While the study of characters and characterization has long been of significant interest to literary and theatre studies, media studies has approached the subject in much more piecemeal and indirect fashion. Outside of a few seminal, single-volume studies – Seymour Chatman’s Story and Discourse (1978), Murray Smith’s Engaging Characters (1995), and the collected works in Characters in Fictional Worlds (2010) – film studies has been slow to examine an inarguably central aspect of the art form in a concentrated way. Comparably, both television and game studies have arguably made the study of characters a more central preoccupation of their respective fields. Therefore, Screening Characters will serve as a definitive enquiry into this shared essential element of the moving image. Following in the tradition of recent major publications in literary studies – Why Do We Care about Literary Characters? (2009), New Literary History’s special issue on character (2011) – as well as the forthcoming revised edition of Engaging Characters, this collection seeks to foster cross-media considerations of the possible people who continue to enthrall us on a variety of screens.

With these ideals in mind, this collection aims to:

  • offer new theoretical accounts of characterization as a component of form
  • discuss varying treatments of character across media and consider a given medium’s specific impact on characterization
  • consider the specifics of characterization within prevalent genres, as well as comparatively overlooked generic and modal categories
  • renew debates involving audience engagement with characters in light of recent developments in reception theory, cognitivism, and cultural studies

Possible Sections and Topics

Contributing scholars are invited to submit essays on various subjects related to characters and characterization in film, television, and interactive media. Subjects of interest correspond to the categories listed below, and include – but are not limited to – the following topics:

Form

  • Character function after structuralism
  • Characters and visual stylization
  • Performance and characterization
  • Protagonists, antagonists, and other narratological types
  • Screenwriting, production environments, and character creation

Medium

  • Adaptation and/or transmedia franchises
  • Characters vs. avatars in video games
  • Influence of television, games, and/or other new media forms on cinematic characters
  • Literary/novelistic/dramatic vs. screen-specific conceptions of characters
  • Television and/or other forms of serialization

Genre

  • Avant-garde and non-narrative traditions
  • Classical vs. art cinema characterization revisited
  • Children’s cinema and/or animation
  • Documentary & non-fictional characterization
  • New generic developments

Reception & audiences

  • Apprehending/comprehending characters
  • Emotional engagement and/or moral evaluation
  • Fandoms, audience production, and/or cultic engagement
  • Identity politics and/or community-building
  • Stereotypes and cultural impact/influences

Submission Information and Guidelines

Interested authors should send a 500-word proposal to:

Johannes Riis (johriis@hum.ku.dk) and Aaron Taylor (aaron.taylor2@uleth.ca).

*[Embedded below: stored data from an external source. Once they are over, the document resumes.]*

//! # Upload Outcome
//!
//! ファイル単位のアップロード結果と、実行全体のサマリー

use std::path::{Path, PathBuf};

/// 1ファイルのアップロード結果
#[derive(Debug, Clone, PartialEq, Eq)]
pub struct UploadOutcome {
    path: PathBuf,
    title: String,
    song_count: usize,
    error: Option<String>,
}

impl UploadOutcome {
    /// 成功した結果を作成
    pub fn success(path: impl Into<PathBuf>, title: impl Into<String>, song_count: usize) -> Self {
        Self {
            path: path.into(),
            title: title.into(),
            song_count,
            error: None,
        }
    }

    /// 失敗した結果を作成
    pub fn failure(
        path: impl Into<PathBuf>,
        title: impl Into<String>,
        song_count: usize,
        error: impl Into<String>,
    ) -> Self {
        Self {
            path: path.into(),
            title: title.into(),
            song_count,
            error: Some(error.into()),
        }
    }

    pub fn path(&self) -> &Path {
        &self.path
    }

    pub fn title(&self) -> &str {
        &self.title
    }

    pub fn song_count(&self) -> usize {
        self.song_count
    }

    /// 失敗時のエラー詳細
    pub fn error(&self) -> Option<&str> {
        self.error.as_deref()
    }

    #[inline]
    pub fn is_success(&self) -> bool {
        self.error.is_none()
    }
}

/// 実行全体のサマリー
#[derive(Debug, Clone, Default)]
pub struct RunSummary {
    outcomes: Vec<UploadOutcome>,
}

impl RunSummary {
    pub fn new() -> Self {
        Self::default()
    }

    /// 結果を追加
    pub fn record(&mut self, outcome: UploadOutcome) {
        self.outcomes.push(outcome);
    }

    pub fn outcomes(&self) -> &[UploadOutcome] {
        &self.outcomes
    }

    /// 成功したファイル数
    pub fn succeeded(&self) -> usize {
        self.outcomes.iter().filter(|o| o.is_success()).count()
    }

    /// 失敗したファイル数
    pub fn failed(&self) -> usize {
        self.outcomes.len() - self.succeeded()
    }

    /// 処理したファイル数
    #[inline]
    pub fn len(&self) -> usize {
        self.outcomes.len()
    }

    #[inline]
    pub fn is_empty(&self) -> bool {
        self.outcomes.is_empty()
    }
}
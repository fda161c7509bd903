//! # Use Cases
//!
//! アプリケーションのビジネスフロー（ユースケース）
//!
//! ## ユースケース
//!
//! - **DiscoverPlaylistsUseCase**: プレイリストファイルの発見
//! - **UploadPlaylistsUseCase**: ログインとプレイリストのアップロード

pub mod discover_playlists;
pub mod upload_playlists;
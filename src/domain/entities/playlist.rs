//! # Playlist Entities
//!
//! プレイリストファイルの参照と、その内容のバリューオブジェクト

use std::path::{Path, PathBuf};

/// 対象とするプレイリストの拡張子（大文字小文字は区別しない）
pub const PLAYLIST_EXTENSION: &str = "m3u";

/// Returns true if `path` carries the playlist extension.
pub fn has_playlist_extension(path: &Path) -> bool {
    path.extension()
        .and_then(|ext| ext.to_str())
        .map(|ext| ext.eq_ignore_ascii_case(PLAYLIST_EXTENSION))
        .unwrap_or(false)
}

/// プレイリストファイルへの参照
///
/// File Discovery が生成し、Session Client が一度だけ消費する
#[derive(Debug, Clone, PartialEq, Eq)]
pub struct PlaylistFile {
    path: PathBuf,
}

impl PlaylistFile {
    /// 新しい参照を作成
    pub fn new(path: impl Into<PathBuf>) -> Self {
        Self { path: path.into() }
    }

    /// ファイルパスへの参照を返す
    pub fn path(&self) -> &Path {
        &self.path
    }

    /// Playlist title sent to the server: the file stem.
    pub fn title(&self) -> String {
        self.path
            .file_stem()
            .map(|stem| stem.to_string_lossy().into_owned())
            .unwrap_or_default()
    }
}

/// パース済みのプレイリスト
#[derive(Debug, Clone, PartialEq, Eq)]
pub struct Playlist {
    pub title: String,
    pub songs: Vec<String>,
}

impl Playlist {
    /// `.m3u` の内容をパースする
    ///
    /// 空行と `#` で始まる行（`#EXTM3U`, `#EXTINF` 等）は無視する。
    /// UTF-8 として不正なバイトは置換文字に変換される。
    ///
    /// # 例
    ///
    /// ```
    /// use m3usync::domain::entities::playlist::Playlist;
    ///
    /// let content = b"#EXTM3U\n#EXTINF:123,Artist - Track\nmusic/track.mp3\n\n";
    /// let playlist = Playlist::parse("road-trip", content);
    ///
    /// assert_eq!(playlist.title, "road-trip");
    /// assert_eq!(playlist.songs, vec!["music/track.mp3".to_string()]);
    /// ```
    pub fn parse(title: impl Into<String>, content: &[u8]) -> Self {
        let text = String::from_utf8_lossy(content);
        let songs = text
            .lines()
            .map(str::trim)
            .filter(|line| !line.is_empty() && !line.starts_with('#'))
            .map(str::to_string)
            .collect();

        Self {
            title: title.into(),
            songs,
        }
    }

    /// 曲数を返す
    #[inline]
    pub fn len(&self) -> usize {
        self.songs.len()
    }

    /// 曲が含まれていないかどうか
    #[inline]
    pub fn is_empty(&self) -> bool {
        self.songs.is_empty()
    }
}

#[cfg(test)]
mod tests {
    use super::*;

    #[test]
    fn test_has_playlist_extension() {
        assert!(has_playlist_extension(Path::new("/music/mix.m3u")));
        assert!(has_playlist_extension(Path::new("MIX.M3U")));
        assert!(!has_playlist_extension(Path::new("mix.m3u8")));
        assert!(!has_playlist_extension(Path::new("notes.txt")));
        assert!(!has_playlist_extension(Path::new("m3u")));
    }

    #[test]
    fn test_playlist_file_title_is_stem() {
        let file = PlaylistFile::new("/music/playlists/Friday Night.m3u");
        assert_eq!(file.title(), "Friday Night");
        assert_eq!(file.path(), Path::new("/music/playlists/Friday Night.m3u"));
    }

    #[test]
    fn test_parse_skips_comments_and_blank_lines() {
        let content = b"#EXTM3U\n\n#EXTINF:200,A - B\n  a/b.mp3  \r\n#comment\nc/d.flac\n";
        let playlist = Playlist::parse("mix", content);

        assert_eq!(playlist.songs, vec!["a/b.mp3", "c/d.flac"]);
        assert_eq!(playlist.len(), 2);
        assert!(!playlist.is_empty());
    }

    #[test]
    fn test_parse_empty_file() {
        let playlist = Playlist::parse("empty", b"");
        assert!(playlist.is_empty());
    }

    #[test]
    fn test_parse_invalid_utf8_is_lossy() {
        let content = b"caf\xe9.mp3\nok.mp3\n";
        let playlist = Playlist::parse("lossy", content);

        assert_eq!(playlist.len(), 2);
        assert_eq!(playlist.songs[1], "ok.mp3");
        assert!(playlist.songs[0].starts_with("caf"));
    }
}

Please ensure that your proposal includes the following components:

  • a working title
  • a 500-word abstract that includes your essay’s relationship to the anthology’s objectives
  • a list of 5 to 10 secondary sources
  • a 50-word author biography

Proposals must be submitted by Thursday, December 31, 2015. Successful contributors will be notified by mid-January, 2016.

Contributions should be 5000 to 7000 words and must not have been published elsewhere. Essays will likely be formatted along MLA conventions, and first drafts must be submitted by September 1, 2016. Final revisions must be completed by December 31, 2016. The completed collection will also likely be submitted for review to Routledge, whose commissioning editor has expressed her enthusiasm for the project.